MATERIAL PROVIDED.
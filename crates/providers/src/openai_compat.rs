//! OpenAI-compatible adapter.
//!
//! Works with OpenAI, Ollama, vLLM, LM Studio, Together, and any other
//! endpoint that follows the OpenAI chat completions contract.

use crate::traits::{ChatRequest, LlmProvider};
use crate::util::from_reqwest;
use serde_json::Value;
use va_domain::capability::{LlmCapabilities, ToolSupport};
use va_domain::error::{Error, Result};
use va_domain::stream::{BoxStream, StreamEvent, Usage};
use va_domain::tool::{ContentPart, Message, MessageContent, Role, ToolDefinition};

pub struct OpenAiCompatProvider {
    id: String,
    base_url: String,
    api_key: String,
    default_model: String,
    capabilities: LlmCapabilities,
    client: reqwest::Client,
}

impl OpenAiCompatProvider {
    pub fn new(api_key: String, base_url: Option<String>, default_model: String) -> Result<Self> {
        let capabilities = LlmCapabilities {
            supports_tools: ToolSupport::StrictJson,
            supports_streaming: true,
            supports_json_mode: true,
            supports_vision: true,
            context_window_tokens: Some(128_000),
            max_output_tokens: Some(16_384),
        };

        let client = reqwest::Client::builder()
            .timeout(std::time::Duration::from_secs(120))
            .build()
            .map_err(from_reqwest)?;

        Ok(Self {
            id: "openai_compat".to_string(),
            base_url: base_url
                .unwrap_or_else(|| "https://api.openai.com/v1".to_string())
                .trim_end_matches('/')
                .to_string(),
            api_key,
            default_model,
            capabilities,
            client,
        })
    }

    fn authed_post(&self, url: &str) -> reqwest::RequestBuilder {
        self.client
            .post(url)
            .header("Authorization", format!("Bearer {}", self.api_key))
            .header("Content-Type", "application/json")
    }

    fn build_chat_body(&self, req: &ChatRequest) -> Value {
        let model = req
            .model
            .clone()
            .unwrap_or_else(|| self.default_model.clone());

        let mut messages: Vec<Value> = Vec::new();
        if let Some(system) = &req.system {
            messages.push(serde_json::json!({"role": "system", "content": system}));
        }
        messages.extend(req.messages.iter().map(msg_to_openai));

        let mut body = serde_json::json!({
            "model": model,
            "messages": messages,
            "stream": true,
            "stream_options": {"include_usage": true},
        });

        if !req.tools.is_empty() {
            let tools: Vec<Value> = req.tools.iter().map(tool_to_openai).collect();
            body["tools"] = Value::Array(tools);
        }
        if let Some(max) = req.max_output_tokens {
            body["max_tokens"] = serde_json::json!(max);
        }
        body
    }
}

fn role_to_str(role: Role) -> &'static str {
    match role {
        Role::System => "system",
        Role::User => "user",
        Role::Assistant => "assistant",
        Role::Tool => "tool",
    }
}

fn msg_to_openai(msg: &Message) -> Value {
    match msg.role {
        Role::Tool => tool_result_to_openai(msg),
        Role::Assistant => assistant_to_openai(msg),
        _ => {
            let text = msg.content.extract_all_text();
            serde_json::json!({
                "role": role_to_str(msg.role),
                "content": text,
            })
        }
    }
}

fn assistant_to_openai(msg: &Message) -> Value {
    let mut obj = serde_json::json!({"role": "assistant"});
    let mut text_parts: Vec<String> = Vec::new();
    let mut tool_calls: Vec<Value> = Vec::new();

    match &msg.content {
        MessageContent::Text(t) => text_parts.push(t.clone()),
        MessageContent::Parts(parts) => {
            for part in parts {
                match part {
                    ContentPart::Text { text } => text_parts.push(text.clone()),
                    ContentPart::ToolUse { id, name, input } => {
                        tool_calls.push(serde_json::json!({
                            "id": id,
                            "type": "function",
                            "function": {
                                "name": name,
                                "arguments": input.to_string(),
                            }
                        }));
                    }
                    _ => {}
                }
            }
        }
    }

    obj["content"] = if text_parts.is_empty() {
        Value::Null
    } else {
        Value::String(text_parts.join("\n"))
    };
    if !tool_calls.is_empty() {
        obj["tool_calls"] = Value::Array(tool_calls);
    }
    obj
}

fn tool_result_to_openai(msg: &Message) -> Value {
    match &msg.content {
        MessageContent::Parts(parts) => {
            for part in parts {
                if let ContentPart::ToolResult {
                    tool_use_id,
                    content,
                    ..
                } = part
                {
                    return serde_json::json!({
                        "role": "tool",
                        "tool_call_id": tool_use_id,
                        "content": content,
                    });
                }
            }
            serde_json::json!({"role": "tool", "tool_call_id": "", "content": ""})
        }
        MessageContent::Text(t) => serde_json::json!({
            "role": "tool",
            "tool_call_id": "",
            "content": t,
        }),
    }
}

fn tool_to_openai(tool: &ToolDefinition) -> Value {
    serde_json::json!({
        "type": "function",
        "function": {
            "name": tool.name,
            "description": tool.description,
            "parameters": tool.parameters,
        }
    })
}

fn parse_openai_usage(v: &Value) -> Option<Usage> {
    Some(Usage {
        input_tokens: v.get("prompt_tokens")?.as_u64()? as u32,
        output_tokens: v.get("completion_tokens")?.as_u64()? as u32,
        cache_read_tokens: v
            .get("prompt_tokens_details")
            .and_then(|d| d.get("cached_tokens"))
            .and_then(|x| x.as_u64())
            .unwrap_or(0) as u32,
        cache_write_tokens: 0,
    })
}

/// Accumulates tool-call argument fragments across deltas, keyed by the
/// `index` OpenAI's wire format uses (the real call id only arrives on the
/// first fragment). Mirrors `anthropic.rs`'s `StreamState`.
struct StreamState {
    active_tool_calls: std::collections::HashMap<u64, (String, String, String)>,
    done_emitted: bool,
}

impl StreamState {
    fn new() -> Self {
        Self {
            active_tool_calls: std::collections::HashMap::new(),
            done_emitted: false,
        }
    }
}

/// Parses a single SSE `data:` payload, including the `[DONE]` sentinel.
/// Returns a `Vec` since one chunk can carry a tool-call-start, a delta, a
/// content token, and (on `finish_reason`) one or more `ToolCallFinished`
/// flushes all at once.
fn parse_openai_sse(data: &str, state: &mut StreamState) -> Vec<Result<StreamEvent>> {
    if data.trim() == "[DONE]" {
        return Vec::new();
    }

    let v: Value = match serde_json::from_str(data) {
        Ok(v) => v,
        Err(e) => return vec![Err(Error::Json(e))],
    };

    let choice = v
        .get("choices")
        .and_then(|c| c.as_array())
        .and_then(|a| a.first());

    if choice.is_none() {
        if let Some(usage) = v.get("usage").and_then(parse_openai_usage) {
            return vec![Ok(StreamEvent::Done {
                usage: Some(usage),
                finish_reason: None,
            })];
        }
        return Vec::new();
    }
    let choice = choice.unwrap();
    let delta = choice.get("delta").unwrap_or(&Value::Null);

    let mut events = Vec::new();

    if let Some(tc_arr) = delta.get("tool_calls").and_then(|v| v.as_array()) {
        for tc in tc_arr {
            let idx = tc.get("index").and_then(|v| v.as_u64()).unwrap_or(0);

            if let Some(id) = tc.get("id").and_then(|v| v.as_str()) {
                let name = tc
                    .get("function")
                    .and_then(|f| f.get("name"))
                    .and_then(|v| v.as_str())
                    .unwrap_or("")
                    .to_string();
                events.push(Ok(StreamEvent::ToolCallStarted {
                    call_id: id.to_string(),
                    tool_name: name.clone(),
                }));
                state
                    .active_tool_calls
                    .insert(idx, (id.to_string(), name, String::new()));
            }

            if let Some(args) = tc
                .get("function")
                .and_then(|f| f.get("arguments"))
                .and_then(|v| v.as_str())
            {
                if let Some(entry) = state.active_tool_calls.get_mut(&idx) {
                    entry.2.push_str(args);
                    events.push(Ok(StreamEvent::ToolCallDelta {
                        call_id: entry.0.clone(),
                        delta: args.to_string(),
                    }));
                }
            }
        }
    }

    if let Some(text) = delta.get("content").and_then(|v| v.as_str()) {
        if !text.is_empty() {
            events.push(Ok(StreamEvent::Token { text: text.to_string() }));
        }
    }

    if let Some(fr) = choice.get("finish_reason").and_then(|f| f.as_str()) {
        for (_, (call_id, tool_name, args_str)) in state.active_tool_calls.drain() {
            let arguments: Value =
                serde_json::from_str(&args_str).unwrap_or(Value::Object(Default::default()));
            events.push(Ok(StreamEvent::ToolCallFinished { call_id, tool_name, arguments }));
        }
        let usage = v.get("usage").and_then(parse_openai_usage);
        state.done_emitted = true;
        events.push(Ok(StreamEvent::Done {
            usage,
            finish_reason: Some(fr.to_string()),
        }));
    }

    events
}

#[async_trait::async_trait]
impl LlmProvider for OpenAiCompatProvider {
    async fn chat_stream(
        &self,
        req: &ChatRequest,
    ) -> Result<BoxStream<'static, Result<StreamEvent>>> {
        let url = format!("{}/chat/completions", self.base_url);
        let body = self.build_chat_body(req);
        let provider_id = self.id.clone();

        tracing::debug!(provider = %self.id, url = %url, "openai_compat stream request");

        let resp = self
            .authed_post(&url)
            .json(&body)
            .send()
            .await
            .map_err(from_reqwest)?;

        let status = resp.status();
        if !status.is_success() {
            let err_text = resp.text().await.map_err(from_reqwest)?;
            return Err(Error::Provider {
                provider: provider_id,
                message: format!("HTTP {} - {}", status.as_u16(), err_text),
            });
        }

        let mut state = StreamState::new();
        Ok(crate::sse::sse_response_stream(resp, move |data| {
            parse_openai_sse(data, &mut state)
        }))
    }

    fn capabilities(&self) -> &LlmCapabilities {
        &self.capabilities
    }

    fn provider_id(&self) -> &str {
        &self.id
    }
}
--
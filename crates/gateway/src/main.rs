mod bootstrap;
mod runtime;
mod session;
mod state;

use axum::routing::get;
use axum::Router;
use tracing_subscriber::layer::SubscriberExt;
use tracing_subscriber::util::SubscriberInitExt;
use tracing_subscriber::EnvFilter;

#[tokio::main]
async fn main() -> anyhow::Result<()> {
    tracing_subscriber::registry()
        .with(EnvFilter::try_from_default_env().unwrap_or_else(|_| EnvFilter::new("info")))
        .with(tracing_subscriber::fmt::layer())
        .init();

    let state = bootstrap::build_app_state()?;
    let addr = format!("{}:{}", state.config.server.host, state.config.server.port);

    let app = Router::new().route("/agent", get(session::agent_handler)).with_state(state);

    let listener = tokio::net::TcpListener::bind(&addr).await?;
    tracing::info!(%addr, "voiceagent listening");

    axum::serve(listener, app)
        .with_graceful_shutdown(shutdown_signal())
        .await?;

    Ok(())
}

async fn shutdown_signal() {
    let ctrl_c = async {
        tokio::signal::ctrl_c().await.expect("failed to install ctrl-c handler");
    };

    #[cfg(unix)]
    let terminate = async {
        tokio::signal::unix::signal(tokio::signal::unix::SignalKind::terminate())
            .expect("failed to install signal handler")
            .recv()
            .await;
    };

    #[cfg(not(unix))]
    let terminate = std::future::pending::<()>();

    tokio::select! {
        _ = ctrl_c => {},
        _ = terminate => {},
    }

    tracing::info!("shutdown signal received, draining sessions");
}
==
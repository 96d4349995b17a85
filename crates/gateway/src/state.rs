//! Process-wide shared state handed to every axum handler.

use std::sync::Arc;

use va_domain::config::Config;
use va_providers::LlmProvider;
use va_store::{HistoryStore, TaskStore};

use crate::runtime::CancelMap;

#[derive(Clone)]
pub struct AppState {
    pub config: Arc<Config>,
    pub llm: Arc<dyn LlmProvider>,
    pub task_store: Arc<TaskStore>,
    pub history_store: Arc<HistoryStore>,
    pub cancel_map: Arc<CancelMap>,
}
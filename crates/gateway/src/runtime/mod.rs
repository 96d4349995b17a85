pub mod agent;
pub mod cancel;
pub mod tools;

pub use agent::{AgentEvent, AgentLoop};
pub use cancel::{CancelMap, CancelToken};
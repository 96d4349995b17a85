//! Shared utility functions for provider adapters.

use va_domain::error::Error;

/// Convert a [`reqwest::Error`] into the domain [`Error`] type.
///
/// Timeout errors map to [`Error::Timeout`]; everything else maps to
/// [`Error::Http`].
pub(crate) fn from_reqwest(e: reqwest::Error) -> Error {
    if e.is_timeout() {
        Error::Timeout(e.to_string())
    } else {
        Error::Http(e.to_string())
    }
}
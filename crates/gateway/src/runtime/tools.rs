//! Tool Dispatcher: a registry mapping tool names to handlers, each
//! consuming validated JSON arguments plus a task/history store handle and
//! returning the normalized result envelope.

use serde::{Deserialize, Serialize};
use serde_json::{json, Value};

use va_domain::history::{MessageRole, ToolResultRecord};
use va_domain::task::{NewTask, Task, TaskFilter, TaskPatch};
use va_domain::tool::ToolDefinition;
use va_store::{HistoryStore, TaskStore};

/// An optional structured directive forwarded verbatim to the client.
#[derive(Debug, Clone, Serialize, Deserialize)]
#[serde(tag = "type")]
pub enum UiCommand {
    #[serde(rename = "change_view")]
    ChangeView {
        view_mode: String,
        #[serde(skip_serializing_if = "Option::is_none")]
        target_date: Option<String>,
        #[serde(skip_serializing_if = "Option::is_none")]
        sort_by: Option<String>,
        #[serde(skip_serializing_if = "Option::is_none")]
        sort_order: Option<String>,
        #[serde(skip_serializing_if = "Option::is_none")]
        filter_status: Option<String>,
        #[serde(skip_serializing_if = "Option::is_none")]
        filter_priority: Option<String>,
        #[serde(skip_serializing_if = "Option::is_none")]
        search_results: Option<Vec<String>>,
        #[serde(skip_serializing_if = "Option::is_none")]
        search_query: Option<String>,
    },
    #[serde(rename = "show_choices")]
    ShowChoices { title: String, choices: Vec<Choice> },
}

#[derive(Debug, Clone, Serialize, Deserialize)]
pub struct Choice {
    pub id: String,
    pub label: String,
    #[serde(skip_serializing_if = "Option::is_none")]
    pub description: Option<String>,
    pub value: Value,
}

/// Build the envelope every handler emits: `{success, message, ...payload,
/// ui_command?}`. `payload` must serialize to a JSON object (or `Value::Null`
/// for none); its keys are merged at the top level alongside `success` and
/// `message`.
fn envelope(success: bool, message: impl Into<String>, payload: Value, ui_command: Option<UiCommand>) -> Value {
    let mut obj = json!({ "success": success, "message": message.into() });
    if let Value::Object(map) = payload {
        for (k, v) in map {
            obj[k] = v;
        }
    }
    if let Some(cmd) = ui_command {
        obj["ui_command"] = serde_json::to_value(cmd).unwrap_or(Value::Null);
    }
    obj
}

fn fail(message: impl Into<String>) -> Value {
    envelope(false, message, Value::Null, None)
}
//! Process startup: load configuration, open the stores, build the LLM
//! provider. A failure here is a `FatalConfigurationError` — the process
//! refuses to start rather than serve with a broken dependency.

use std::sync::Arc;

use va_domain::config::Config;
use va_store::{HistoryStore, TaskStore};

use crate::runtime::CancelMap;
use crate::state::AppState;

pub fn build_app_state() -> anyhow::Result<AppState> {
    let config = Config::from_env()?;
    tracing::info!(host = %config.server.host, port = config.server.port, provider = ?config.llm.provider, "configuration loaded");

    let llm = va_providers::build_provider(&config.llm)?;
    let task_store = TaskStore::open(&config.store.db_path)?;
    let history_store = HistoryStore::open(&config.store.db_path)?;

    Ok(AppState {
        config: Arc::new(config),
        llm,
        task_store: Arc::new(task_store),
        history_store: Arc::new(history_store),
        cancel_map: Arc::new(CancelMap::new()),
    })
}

PROBLEM DESCRIPTION.
Copy each line of the data that includes the word "rename".

ANSWER BOX.
    #[serde(rename = "change_view")]
    #[serde(rename = "show_choices")]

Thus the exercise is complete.